Where was the consultation? When the RDP was developed, there were RDP councils across the great land, and they included everyone. While the RDP itself has had mixed results, especially for low and no income women, the process was important. It was a national conversation, a national adult education programme, a national convergence. It included domestic workers, who have never had a say in anything organized by FIFA, and their bosses. Other than a very few very transitory jobs, what has the World Cup done for domestic workers in South Africa? Has it promoted their rights? Has it engaged them in a further, deeper inquiry into democracy? Has it told them that, irrespective of their legal status, they are full and free citizens who are covered and cherished by the Law? No. None of the above. There has been some discussion concerning sex workers, largely led by the good people at Sex Workers Education & Advocacy Taskforce (SWEAT), and some discussion of security workers at stadia, largely thanks to strikes, and
some discussion of employment numbers, as the construction projects end and the largely male workforce return to their communities. These are important discussions. But the private lives, the domestic space in which real democracy begins has gone untouched. And so the relationship of the World Cup to domestic labor, to household based violence and, even more, to household based peace, justice, equality, democracy has been sacrificed.

There has been no engagement in any kind of even symbolic consultative democratic and democratizing process. And that is why, as in Canada’s recent Olympic adventure and as will be with India’s forthcoming Commonwealth Games experience, the poors, the disenfranchised will simmer both with resentment and with real desire for democracy which begins and ends with respect for every person’s and community’s being, rights, dignity, and dreams. What is there to celebrate? The games have been exciting, there have been many surprises, and will continue to be more.
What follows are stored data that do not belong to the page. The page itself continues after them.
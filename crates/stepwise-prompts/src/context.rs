use serde::Serialize;
use stepwise_core::{ContextEntry, ContextSource, ResultSection, Subtask, ToolSpec};

/// The subtask a reasoning call is about.
#[derive(Debug, Clone, Serialize)]
pub struct SubtaskBrief {
    pub position: u32,
    pub description: String,
    pub expected_output: String,
}

/// Where an info-gathering call sits in the loop.
#[derive(Debug, Clone, Copy, Serialize)]
pub struct RoundInfo {
    pub round: u32,
    pub max_rounds: u32,
}

/// Everything handed to the Reasoning Port for one call.
#[derive(Debug, Clone, Serialize)]
pub struct ReasoningContext {
    pub requirement: String,
    pub subtask: Option<SubtaskBrief>,
    /// The subtask's accumulated context, in append order.
    pub entries: Vec<ContextEntry>,
    pub round: Option<RoundInfo>,
    pub tools: Vec<ToolSpec>,
    /// Result under validation.
    pub result: Option<String>,
    /// Per-subtask results to integrate, in original order.
    pub sections: Vec<ResultSection>,
    pub max_subtasks: Option<usize>,
}

impl ReasoningContext {
    pub fn for_requirement(requirement: impl Into<String>) -> Self {
        Self {
            requirement: requirement.into(),
            subtask: None,
            entries: Vec::new(),
            round: None,
            tools: Vec::new(),
            result: None,
            sections: Vec::new(),
            max_subtasks: None,
        }
    }

    pub fn for_subtask(requirement: impl Into<String>, subtask: &Subtask) -> Self {
        let mut ctx = Self::for_requirement(requirement);
        ctx.subtask = Some(SubtaskBrief {
            position: subtask.position,
            description: subtask.description.clone(),
            expected_output: subtask.expected_output.clone(),
        });
        ctx.entries = subtask.context().entries().to_vec();
        ctx
    }

    pub fn with_round(mut self, round: u32, max_rounds: u32) -> Self {
        self.round = Some(RoundInfo { round, max_rounds });
        self
    }

    pub fn with_tools(mut self, tools: Vec<ToolSpec>) -> Self {
        self.tools = tools;
        self
    }

    pub fn with_result(mut self, result: impl Into<String>) -> Self {
        self.result = Some(result.into());
        self
    }

    pub fn with_sections(mut self, sections: Vec<ResultSection>) -> Self {
        self.sections = sections;
        self
    }

    pub fn with_max_subtasks(mut self, max: usize) -> Self {
        self.max_subtasks = Some(max);
        self
    }

    /// Render the shared preamble: requirement, subtask, context, tools,
    /// result and sections, skipping whatever is absent.
    pub fn append_preamble(&self, prompt: &mut String) {
        prompt.push_str(&format!("# Requirement\n\n{}\n\n", self.requirement.trim()));

        if let Some(ref subtask) = self.subtask {
            prompt.push_str(&format!(
                "# Subtask {}: {}\n\n",
                subtask.position + 1,
                subtask.description
            ));
            if !subtask.expected_output.is_empty() {
                prompt.push_str(&format!("Expected output: {}\n\n", subtask.expected_output));
            }
        }

        // The seeded requirement entry repeats the heading above.
        let entries: Vec<&ContextEntry> = self
            .entries
            .iter()
            .filter(|e| {
                !(e.source == ContextSource::Requirement
                    && e.content.trim() == self.requirement.trim())
            })
            .collect();
        if !entries.is_empty() {
            prompt.push_str("## Context\n\n");
            for (i, entry) in entries.iter().enumerate() {
                prompt.push_str(&format!(
                    "{}. [{}] {}\n",
                    i + 1,
                    source_label(&entry.source),
                    entry.content
                ));
            }
            prompt.push('\n');
        }

        if let Some(round) = self.round {
            prompt.push_str(&format!(
                "Information round {} of {}.\n\n",
                round.round, round.max_rounds
            ));
        }

        if !self.tools.is_empty() {
            prompt.push_str("## Available Tools\n\n");
            for tool in &self.tools {
                prompt.push_str(&format!("- `{}`: {}\n", tool.name, tool.description));
                prompt.push_str(&format!("  parameters: {}\n", tool.parameters));
            }
            prompt.push('\n');
        }

        if let Some(ref result) = self.result {
            prompt.push_str("## Result\n\n");
            prompt.push_str(result);
            prompt.push_str("\n\n");
        }

        if !self.sections.is_empty() {
            prompt.push_str("## Subtask Results\n\n");
            for (i, section) in self.sections.iter().enumerate() {
                prompt.push_str(&format!("### {}. {}\n\n", i + 1, section.description));
                match (&section.payload, &section.failure) {
                    (Some(payload), _) => prompt.push_str(payload),
                    (None, Some(failure)) => prompt.push_str(&format!("(no result: {failure})")),
                    (None, None) => prompt.push_str("(no result)"),
                }
                prompt.push_str("\n\n");
            }
        }
    }

    /// The preamble on its own, as the structured text of a port call.
    pub fn render(&self) -> String {
        let mut out = String::new();
        self.append_preamble(&mut out);
        out
    }
}

fn source_label(source: &ContextSource) -> String {
    match source {
        ContextSource::Requirement => "requirement".into(),
        ContextSource::PriorResult { .. } => "previous result".into(),
        ContextSource::Gathered {
            round,
            info_kind,
            declined: true,
        } => format!("round {round} {info_kind}, declined"),
        ContextSource::Gathered {
            round, info_kind, ..
        } => format!("round {round} {info_kind}"),
    }
}

#[cfg(test)]
mod tests {
    use super::*;
    use stepwise_core::{InfoKind, Lifecycle, SubtaskSpec};

    #[test]
    fn preamble_minimal() {
        let out = ReasoningContext::for_requirement("Write a haiku").render();
        assert!(out.contains("# Requirement"));
        assert!(out.contains("Write a haiku"));
        assert!(!out.contains("# Subtask"));
        assert!(!out.contains("## Context"));
        assert!(!out.contains("## Available Tools"));
    }

    #[test]
    fn preamble_with_subtask() {
        let st = Subtask::new(
            "run-1",
            2,
            &SubtaskSpec::new("Draft the outline").with_expected_output("markdown list"),
        );
        let out = ReasoningContext::for_subtask("Write a report", &st).render();
        assert!(out.contains("# Subtask 3: Draft the outline"));
        assert!(out.contains("Expected output: markdown list"));
    }

    #[test]
    fn preamble_labels_context_entries() {
        let mut ctx = ReasoningContext::for_requirement("req");
        ctx.entries = vec![
            ContextEntry::requirement("req"),
            ContextEntry::prior_result("st-0", "outline done"),
            ContextEntry::gathered(1, InfoKind::UserData, "42"),
            ContextEntry::declined(2, InfoKind::FileContent, "open notes.txt?"),
        ];
        let out = ctx.with_round(3, 5).render();
        assert!(!out.contains("[requirement]"));
        assert!(out.contains("1. [previous result] outline done"));
        assert!(out.contains("2. [round 1 user_data] 42"));
        assert!(out.contains("3. [round 2 open_file, declined] declined: open notes.txt?"));
        assert!(out.contains("Information round 3 of 5."));
    }

    #[test]
    fn seeded_requirement_is_rendered_once() {
        let st = Subtask::new("run-1", 0, &SubtaskSpec::new("Write hello.txt"));
        let mut lifecycle = Lifecycle::new(st, 1).unwrap();
        lifecycle.seed(ContextEntry::requirement("Produce a hello-world file"));
        let requirement = "Produce a hello-world file";
        let out = ReasoningContext::for_subtask(requirement, lifecycle.subtask()).render();
        assert_eq!(out.matches(requirement).count(), 1);
        assert!(!out.contains("## Context"));
    }

    #[test]
    fn differing_requirement_entry_is_kept() {
        let mut ctx = ReasoningContext::for_requirement("req");
        ctx.entries = vec![ContextEntry::requirement("an earlier wording")];
        let out = ctx.render();
        assert!(out.contains("1. [requirement] an earlier wording"));
    }

    #[test]
    fn preamble_with_tools() {
        let ctx = ReasoningContext::for_requirement("req").with_tools(vec![ToolSpec {
            name: "write_file".into(),
            description: "Write a file".into(),
            parameters: serde_json::json!({"type": "object"}),
        }]);
        let out = ctx.render();
        assert!(out.contains("## Available Tools"));
        assert!(out.contains("- `write_file`: Write a file"));
        assert!(out.contains(r#"{"type":"object"}"#));
    }

    #[test]
    fn preamble_with_sections_in_order() {
        let ctx = ReasoningContext::for_requirement("req").with_sections(vec![
            ResultSection {
                subtask_id: "a".into(),
                description: "first".into(),
                payload: Some("alpha".into()),
                failure: None,
            },
            ResultSection {
                subtask_id: "b".into(),
                description: "second".into(),
                payload: None,
                failure: Some("cancelled".into()),
            },
        ]);
        let out = ctx.render();
        let a = out.find("### 1. first").unwrap();
        let b = out.find("### 2. second").unwrap();
        assert!(a < b);
        assert!(out.contains("(no result: cancelled)"));
    }
}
But games are always exciting. What could South Africa have offered that few others can? A space to discuss and see transformation in process. South Africa has given transformation a new meaning, a new importance. It is a gift the Rainbow Nation has given to the world. This was an opportunity to live it at home. An opportunity missed.

Oliver Meth is a social advocacy journalist. Daniel Moshenberg is co-editor of Searching for South Africa, forthcoming from UNISA Press.